Auch Datenschützern ist die Praxis ein Dorn im Auge. So verschickt die Postbank EC-Karten als Infopost und begründet dies mit „betriebswirtschaftlichen Entscheidungen“. Der zuständige Landesbeauftragte für Datenschutz und Informationsfreiheit (LDI) in Nordrhein-Westfalen macht dahinter große Fragezeichen. „Nach den Datensicherheitsanforderungen des Bundesdatenschutzgesetzes sind Daten auf ihrem Transport vor unbefugtem Lesen zu schützen“, erklärte der LDI auf Anfrage der WirtschaftsWoche. „Dieser Sicherheitsanforderung würde bei dem Versand per Infopost möglicherweise nicht ausreichend entsprochen.“ Bei Bankdaten, wie sie regelmäßig auf einer Bankkarte aufgebracht sind, ist dies „besonders kritisch“.

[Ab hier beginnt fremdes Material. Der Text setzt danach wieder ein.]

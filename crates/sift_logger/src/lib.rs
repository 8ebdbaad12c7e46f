//! The collecting logger placed between a restore engine and its output.
//!
//! [`CollectingLogger`] decides, for every diagnostic a restore produces,
//! whether to drop it under warning-suppression policy, whether to record it
//! for later inspection through [`errors`](CollectingLogger::errors), and
//! whether to forward it to the downstream [`LogSink`]. Without a
//! [`SuppressionGate`] the logger runs in basic mode and only applies the
//! verbosity threshold and display policy.

#![warn(missing_docs)]

pub mod filter;
pub mod gate;
pub mod logger;
pub mod sink;

pub use filter::VerbosityFilter;
pub use gate::SuppressionGate;
pub use logger::CollectingLogger;
pub use sink::{LogSink, NullSink};
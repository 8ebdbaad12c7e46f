//! Errors raised while reading `sift.toml`.

/// Why a `sift.toml` could not be turned into a [`SiftConfig`](crate::SiftConfig).
#[derive(Debug, thiserror::Error)]
pub enum ConfigError {
    /// The file could not be read.
    #[error("cannot read sift.toml: {0}")]
    IoError(#[from] std::io::Error),

    /// The TOML is malformed, or a level or diagnostic code in it is unknown.
    #[error("invalid sift.toml: {0}")]
    ParseError(String),

    /// The file parsed but asks for a suppression that cannot apply.
    #[error("invalid warning settings: {0}")]
    ValidationError(String),
}
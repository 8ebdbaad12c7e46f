//! The collecting logger orchestrating suppression, collection, and display.

use crate::filter::VerbosityFilter;
use crate::gate::SuppressionGate;
use crate::sink::LogSink;
use log::trace;
use sift_config::LoggingConfig;
use sift_diagnostics::{DiagnosticMessage, ErrorCollector, Level, RestoreMessage};
use std::future::Future;

/// Filters, collects, and forwards the diagnostics of one restore operation.
///
/// Every message goes through the same steps:
///
/// 1. In gated mode, a warning suppressed by the [`SuppressionGate`] is
///    dropped entirely.
/// 2. The message is normalized into a [`RestoreMessage`] and an empty file
///    path is backfilled from the message's project path or the logger's own.
/// 3. Messages meeting the verbosity threshold are collected.
/// 4. Messages passing the display policy are forwarded to the sink.
///
/// Logging takes `&self`, so one logger can be shared by every restore
/// worker. Configuration setters take `&mut self` and are expected to run
/// before the logger is shared.
pub struct CollectingLogger<S> {
    sink: S,
    filter: VerbosityFilter,
    hide_warnings_and_errors: bool,
    project_path: Option<String>,
    collector: ErrorCollector,
    gate: Option<SuppressionGate>,
}

impl<S: LogSink> CollectingLogger<S> {
    /// Creates a basic logger with no warning suppression.
    pub fn new(sink: S, threshold: Level, hide_warnings_and_errors: bool) -> Self {
        Self {
            sink,
            filter: VerbosityFilter::new(threshold),
            hide_warnings_and_errors,
            project_path: None,
            collector: ErrorCollector::new(),
            gate: None,
        }
    }

    /// Creates a basic logger from the `[logging]` configuration section.
    pub fn from_config(sink: S, config: &LoggingConfig) -> Self {
        let mut logger = Self::new(sink, config.verbosity, config.hide_warnings_and_errors);
        logger.project_path = config.project_path.clone();
        logger
    }

    /// Switches the logger to gated mode using `gate`.
    pub fn with_suppression(mut self, gate: SuppressionGate) -> Self {
        self.gate = Some(gate);
        self
    }

    /// Sets the path messages without a file or project path are attributed to.
    pub fn set_project_path(&mut self, path: impl Into<String>) {
        self.project_path = Some(path.into());
    }

    /// Returns the logger's own project path.
    pub fn project_path(&self) -> Option<&str> {
        self.project_path.as_deref()
    }

    /// Returns the minimum level messages need to be collected or displayed.
    pub fn threshold(&self) -> Level {
        self.filter.threshold()
    }

    /// Returns `true` if errors and warnings are hidden unless they ask to display.
    pub fn hides_warnings_and_errors(&self) -> bool {
        self.hide_warnings_and_errors
    }

    /// Returns the suppression gate in gated mode.
    pub fn suppression(&self) -> Option<&SuppressionGate> {
        self.gate.as_ref()
    }

    /// Returns the suppression gate for configuration in gated mode.
    pub fn suppression_mut(&mut self) -> Option<&mut SuppressionGate> {
        self.gate.as_mut()
    }

    /// Returns the downstream sink.
    pub fn sink(&self) -> &S {
        &self.sink
    }

    /// Returns the collector holding every collected message.
    pub fn collector(&self) -> &ErrorCollector {
        &self.collector
    }

    /// Returns a snapshot of every collected message.
    pub fn errors(&self) -> Vec<RestoreMessage> {
        self.collector.snapshot()
    }

    /// Consumes the logger and returns the collected messages.
    pub fn into_errors(self) -> Vec<RestoreMessage> {
        self.collector.take_all()
    }

    /// Logs a message, forwarding it to the sink if it is displayed.
    ///
    /// The only error is the sink's own, returned as is.
    pub fn log(&self, message: impl Into<DiagnosticMessage>) -> Result<(), S::Error> {
        match self.accept(message.into()) {
            Some(displayed) => self.sink.log(&displayed),
            None => Ok(()),
        }
    }

    /// Logs a message, forwarding it to the sink asynchronously if it is displayed.
    ///
    /// Suppression and collection happen before the returned future is first
    /// polled; only the sink call is deferred.
    pub fn log_async(
        &self,
        message: impl Into<DiagnosticMessage>,
    ) -> impl Future<Output = Result<(), S::Error>> + Send + '_ {
        let accepted = self.accept(message.into());
        async move {
            match accepted {
                Some(displayed) => self.sink.log_async(&displayed).await,
                None => Ok(()),
            }
        }
    }

    /// Runs suppression and collection, returning the message to display.
    fn accept(&self, message: DiagnosticMessage) -> Option<DiagnosticMessage> {
        let mut restore = message.normalize();

        if let Some(gate) = &self.gate {
            if gate.is_suppressed(&restore) {
                return None;
            }
        }

        restore.backfill_file_path(self.project_path.as_deref());

        let displayed = self
            .filter
            .should_display(&restore, self.hide_warnings_and_errors)
            .then(|| match message {
                DiagnosticMessage::Generic(generic) => DiagnosticMessage::Generic(generic),
                DiagnosticMessage::Restore(_) => DiagnosticMessage::Restore(restore.clone()),
            });

        if self.filter.should_collect(restore.level) {
            self.collector.record(restore);
        }

        if let Some(displayed) = &displayed {
            trace!("forwarding {} {}", displayed.level(), displayed.code());
        }
        displayed
    }
}

#[cfg(test)]
mod tests {
    use super::*;
    use crate::sink::NullSink;
    use sift_diagnostics::{DiagnosticCode, GenericMessage};
    use sift_suppression::{ProjectMetadata, RestoreGraph, SharedPolicy};
    use std::sync::{Arc, Mutex};

    #[derive(Default)]
    struct RecordingSink {
        received: Mutex<Vec<DiagnosticMessage>>,
    }

    impl RecordingSink {
        fn received(&self) -> Vec<DiagnosticMessage> {
            self.received.lock().unwrap().clone()
        }
    }

    impl LogSink for RecordingSink {
        type Error = std::convert::Infallible;

        fn log(&self, message: &DiagnosticMessage) -> Result<(), Self::Error> {
            self.received.lock().unwrap().push(message.clone());
            Ok(())
        }
    }

    fn warning(text: &str) -> RestoreMessage {
        RestoreMessage::warning(DiagnosticCode::new(1603), text)
    }

    #[test]
    fn basic_logger_collects_and_displays() {
        let logger = CollectingLogger::new(RecordingSink::default(), Level::Information, false);
        logger.log(warning("w")).unwrap();
        assert_eq!(logger.errors().len(), 1);
        assert_eq!(logger.sink().received().len(), 1);
    }

    #[test]
    fn below_threshold_dropped_everywhere() {
        let logger = CollectingLogger::new(RecordingSink::default(), Level::Warning, false);
        logger
            .log(GenericMessage::new(Level::Minimal, DiagnosticCode::Undefined, "m"))
            .unwrap();
        assert!(logger.errors().is_empty());
        assert!(logger.sink().received().is_empty());
    }

    #[test]
    fn hidden_message_still_collected() {
        let logger = CollectingLogger::new(RecordingSink::default(), Level::Debug, true);
        logger.log(warning("w").with_should_display(false)).unwrap();
        logger
            .log(RestoreMessage::error(DiagnosticCode::new(1101), "e").with_should_display(false))
            .unwrap();
        assert_eq!(logger.errors().len(), 2);
        assert!(logger.sink().received().is_empty());
    }

    #[test]
    fn generic_message_forwarded_unchanged() {
        let mut logger = CollectingLogger::new(RecordingSink::default(), Level::Debug, false);
        logger.set_project_path("own.csproj");
        let generic = GenericMessage::new(Level::Information, DiagnosticCode::Undefined, "info");
        logger.log(generic.clone()).unwrap();

        assert_eq!(
            logger.sink().received(),
            vec![DiagnosticMessage::Generic(generic)]
        );
        assert_eq!(logger.errors()[0].file_path(), Some("own.csproj"));
    }

    #[test]
    fn restore_message_forwarded_with_backfilled_path() {
        let mut logger = CollectingLogger::new(RecordingSink::default(), Level::Debug, false);
        logger.set_project_path("own.csproj");
        logger.log(warning("w").with_project_path("app.csproj")).unwrap();

        match &logger.sink().received()[0] {
            DiagnosticMessage::Restore(m) => assert_eq!(m.file_path(), Some("app.csproj")),
            other => panic!("expected restore message, got {other:?}"),
        }
    }

    #[test]
    fn from_config_applies_settings() {
        let config = LoggingConfig {
            verbosity: Level::Warning,
            hide_warnings_and_errors: true,
            project_path: Some("app.csproj".to_string()),
        };
        let logger = CollectingLogger::from_config(NullSink, &config);
        assert_eq!(logger.threshold(), Level::Warning);
        assert!(logger.hides_warnings_and_errors());
        assert_eq!(logger.project_path(), Some("app.csproj"));
        assert!(logger.suppression().is_none());
    }

    #[test]
    fn gated_logger_drops_suppressed_warning() {
        let policy: SharedPolicy = Arc::new(|m: &RestoreMessage| m.text == "drop");
        let gate = SuppressionGate::new(|_: &[RestoreGraph], _: &ProjectMetadata| -> SharedPolicy {
            Arc::new(|_: &RestoreMessage| false)
        })
        .with_project_policy(policy);
        let logger = CollectingLogger::new(RecordingSink::default(), Level::Debug, false)
            .with_suppression(gate);

        logger.log(warning("drop")).unwrap();
        logger.log(warning("keep")).unwrap();

        let texts: Vec<_> = logger.errors().into_iter().map(|m| m.text).collect();
        assert_eq!(texts, vec!["keep"]);
        assert_eq!(logger.sink().received().len(), 1);
    }

    #[test]
    fn suppression_mut_configures_gate() {
        let mut logger = CollectingLogger::new(NullSink, Level::Debug, false).with_suppression(
            SuppressionGate::new(|_: &[RestoreGraph], _: &ProjectMetadata| -> SharedPolicy {
                Arc::new(|_: &RestoreMessage| false)
            }),
        );
        logger
            .suppression_mut()
            .unwrap()
            .set_transitive_policy(Arc::new(|_: &RestoreMessage| true));
        logger.log(warning("w")).unwrap();
        assert!(logger.errors().is_empty());
    }

    #[test]
    fn into_errors_drains() {
        let logger = CollectingLogger::new(NullSink, Level::Debug, false);
        logger.log(warning("a")).unwrap();
        logger.log(warning("b")).unwrap();
        assert_eq!(logger.into_errors().len(), 2);
    }
}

Ein Verbot der fragwürdigen Post-Methoden wäre ein wichtiges Signal für die Wettbewerber, die sich unverändert schwertun. TNT etwa erzielte seit Einstieg im Jahre 2000 noch keine Gewinne und zieht sich aus einzelnen Regionen wie München und Hamburg zurück. In der Hansestadt habe TNT „absolute Kampfpreise angeboten“, um Sendungen des Senats zu befördern, sagt Frusch. Doch die Regierenden ließen die Niederländer abblitzen, weil ihr Angebot „unangemessen niedrig“ sei und „nicht erkennen lasse“, inwieweit zum Beispiel „die zu erwartende Einführung eines Mindestlohns in der Postbranche“ darin „abgebildet“ werde. Dabei ist ein Mindestlohn längst passé.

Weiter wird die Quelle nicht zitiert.